//! Base detector trait and types
//!
//! This module defines the core abstractions for tension detection:
//! - `Detector` trait that all detectors must implement
//! - `MessageText` carrying the raw and case-folded views of a message

use crate::lexicon::fold;
use crate::models::SignalSet;

/// A message prepared once for every detector
#[derive(Debug, Clone)]
pub struct MessageText<'a> {
    /// Text as typed by the user
    pub raw: &'a str,
    /// Case-folded text (lowercase, ASCII apostrophes)
    pub folded: String,
}

impl<'a> MessageText<'a> {
    pub fn new(raw: &'a str) -> Self {
        Self {
            raw,
            folded: fold(raw),
        }
    }

    pub fn is_blank(&self) -> bool {
        self.raw.trim().is_empty()
    }
}

/// Trait for all tension detectors
///
/// Each detector looks for one family of indicators and reports the
/// signals it found. Detectors are pure: the same message always yields the
/// same signals, and running them in any order gives the same union.
///
/// # Example Implementation
///
/// ```ignore
/// pub struct ShoutingDetector;
///
/// impl Detector for ShoutingDetector {
///     fn name(&self) -> &'static str {
///         "shouting"
///     }
///
///     fn description(&self) -> &'static str {
///         "Detects messages typed in capitals"
///     }
///
///     fn detect(&self, message: &MessageText<'_>) -> SignalSet {
///         SignalSet::new()
///     }
/// }
/// ```
pub trait Detector: Send + Sync {
    /// Unique identifier for this detector (e.g., "punctuation-excess")
    fn name(&self) -> &'static str;

    /// Human-readable description of what this detector finds
    fn description(&self) -> &'static str;

    /// Run detection on one message
    fn detect(&self, message: &MessageText<'_>) -> SignalSet;
}
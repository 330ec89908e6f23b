//! JSON reporter
//!
//! Outputs results as pretty-printed JSON, for piping to jq or storing.

use super::Report;
use anyhow::Result;
use serde_json::{json, Value};

fn to_value(report: Report<'_>) -> Result<Value> {
    let value = match report {
        Report::Analysis(r) => serde_json::to_value(r)?,
        Report::Rephrase(r) => serde_json::to_value(r)?,
        Report::Mirror(r) => serde_json::to_value(r)?,
        Report::Responses(r) => serde_json::to_value(r)?,
        Report::Explain(steps) => Value::Array(
            steps
                .iter()
                .map(|s| json!({ "stage": s.stage.name(), "output": s.output }))
                .collect(),
        ),
    };
    Ok(value)
}

/// Render report as JSON
pub fn render(report: Report<'_>) -> Result<String> {
    Ok(serde_json::to_string_pretty(&to_value(report)?)?)
}

/// Render report as compact JSON (single line)
pub fn render_compact(report: Report<'_>) -> Result<String> {
    Ok(serde_json::to_string(&to_value(report)?)?)
}
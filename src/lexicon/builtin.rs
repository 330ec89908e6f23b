//! Built-in French lexicon
//!
//! Phrases are stored case-folded. Replacements must never contain a phrase
//! of this table (checked when the lexicon is built).

use crate::models::TriggerCategory::{self, Accusation, Manipulation, Reproach, Sarcasm};

pub(super) const BUILTIN_ENTRIES: &[(&str, &str, TriggerCategory)] = &[
    // Reproach
    ("comme d'habitude", "comme convenu précédemment", Reproach),
    ("encore", "à nouveau", Reproach),
    ("à cause de toi", "en raison de cette situation", Reproach),
    ("t'as qu'à", "il serait possible de", Reproach),
    ("tu m'énerves", "cette situation est difficile", Reproach),
    // Sarcasm
    ("bien sûr", "en effet", Sarcasm),
    ("évidemment", "naturellement", Sarcasm),
    ("c'est ça", "d'accord", Sarcasm),
    ("parfait", "entendu", Sarcasm),
    ("génial", "noté", Sarcasm),
    // Accusation
    ("tu fais exprès", "il semble y avoir un malentendu", Accusation),
    ("tu mens", "nos souvenirs semblent différer", Accusation),
    ("tu ne comprends rien", "il y a peut-être besoin de clarification", Accusation),
    ("c'est ta faute", "cette situation nécessite notre attention", Accusation),
    // Manipulation
    ("si tu m'aimais", "si nous voulons avancer ensemble", Manipulation),
    (
        "tu ne penses qu'à toi",
        "j'aimerais que nous pensions aussi aux besoins de l'enfant",
        Manipulation,
    ),
    ("les enfants vont souffrir", "les enfants ont besoin de stabilité", Manipulation),
];
//! Pattern detection engine
//!
//! The `PatternDetector` runs every registered detector over one message and
//! unions their signal sets. Detectors share nothing mutable, so a single
//! `PatternDetector` can serve any number of concurrent callers.

use crate::detectors::base::{Detector, MessageText};
use crate::models::SignalSet;
use std::sync::Arc;
use tracing::debug;

/// Orchestrates tension detection across all registered detectors
pub struct PatternDetector {
    detectors: Vec<Arc<dyn Detector>>,
}

impl PatternDetector {
    /// Create an engine with an explicit detector list
    pub fn new(detectors: Vec<Arc<dyn Detector>>) -> Self {
        Self { detectors }
    }

    /// Register an additional detector
    pub fn register(&mut self, detector: Arc<dyn Detector>) {
        self.detectors.push(detector);
    }

    pub fn detector_names(&self) -> Vec<&'static str> {
        self.detectors.iter().map(|d| d.name()).collect()
    }

    /// Detect all signals in `text`.
    ///
    /// Empty or whitespace-only input is a valid "nothing to flag" case and
    /// yields an empty set.
    pub fn detect(&self, text: &str) -> SignalSet {
        let message = MessageText::new(text);
        if message.is_blank() {
            return SignalSet::new();
        }

        let mut signals = SignalSet::new();
        for detector in &self.detectors {
            let found = detector.detect(&message);
            if !found.is_empty() {
                debug!("{} found {:?}", detector.name(), found.tags());
            }
            signals.extend(found);
        }
        signals
    }
}

#[cfg(test)]
mod tests {
    use super::*;
    use crate::detectors::default_detectors;
    use crate::lexicon::TriggerLexicon;
    use crate::models::{Signal, TriggerCategory};

    fn engine() -> PatternDetector {
        PatternDetector::new(default_detectors(TriggerLexicon::builtin()))
    }

    #[test]
    fn test_empty_input_yields_empty_set() {
        assert!(engine().detect("").is_empty());
        assert!(engine().detect("   \n").is_empty());
    }

    #[test]
    fn test_neutral_message_yields_empty_set() {
        let signals = engine().detect("Bonjour, je récupère Léa vendredi à 17h. Bonne soirée.");
        assert!(signals.is_empty());
        assert_eq!(signals.tension_count(), 0);
    }

    #[test]
    fn test_reference_message() {
        let signals =
            engine().detect("Tu es encore en retard comme d'habitude, tu ne penses qu'à toi !!");
        assert_eq!(
            signals.categories(),
            vec![TriggerCategory::Reproach, TriggerCategory::Manipulation]
        );
        assert!(signals.contains(Signal::PunctuationExcess));
        assert_eq!(signals.len(), 3);
        assert_eq!(signals.tension_count(), 4);
    }

    #[test]
    fn test_detector_order_does_not_change_result() {
        let text = "ÉVIDEMMENT, TU NE VIENS JAMAIS ??? CONTRAIREMENT À MOI !!!";
        let forward = engine().detect(text);

        let mut reversed = default_detectors(TriggerLexicon::builtin());
        reversed.reverse();
        let backward = PatternDetector::new(reversed).detect(text);

        assert_eq!(forward, backward);
        assert!(forward.contains(Signal::AllCaps));
        assert!(forward.contains(Signal::Generalization));
        assert!(forward.contains(Signal::RhetoricalQuestion));
        assert!(forward.contains(Signal::NegativeComparison));
        assert!(forward.contains(Signal::PunctuationExcess));
        assert!(forward.contains(Signal::Trigger(TriggerCategory::Sarcasm)));
    }

    #[test]
    fn test_detect_is_idempotent() {
        let text = "Tu mens, c'est ta faute !!!";
        assert_eq!(engine().detect(text), engine().detect(text));
    }
}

--

* [WHAT YOU SHOULD DO]: Scan the material line by line and report each one that contains "nothing".

* [REPLY TO THE EXERCISE]:
//! unions their signal sets. Detectors share nothing mutable, so a single
    /// Empty or whitespace-only input is a valid "nothing to flag" case and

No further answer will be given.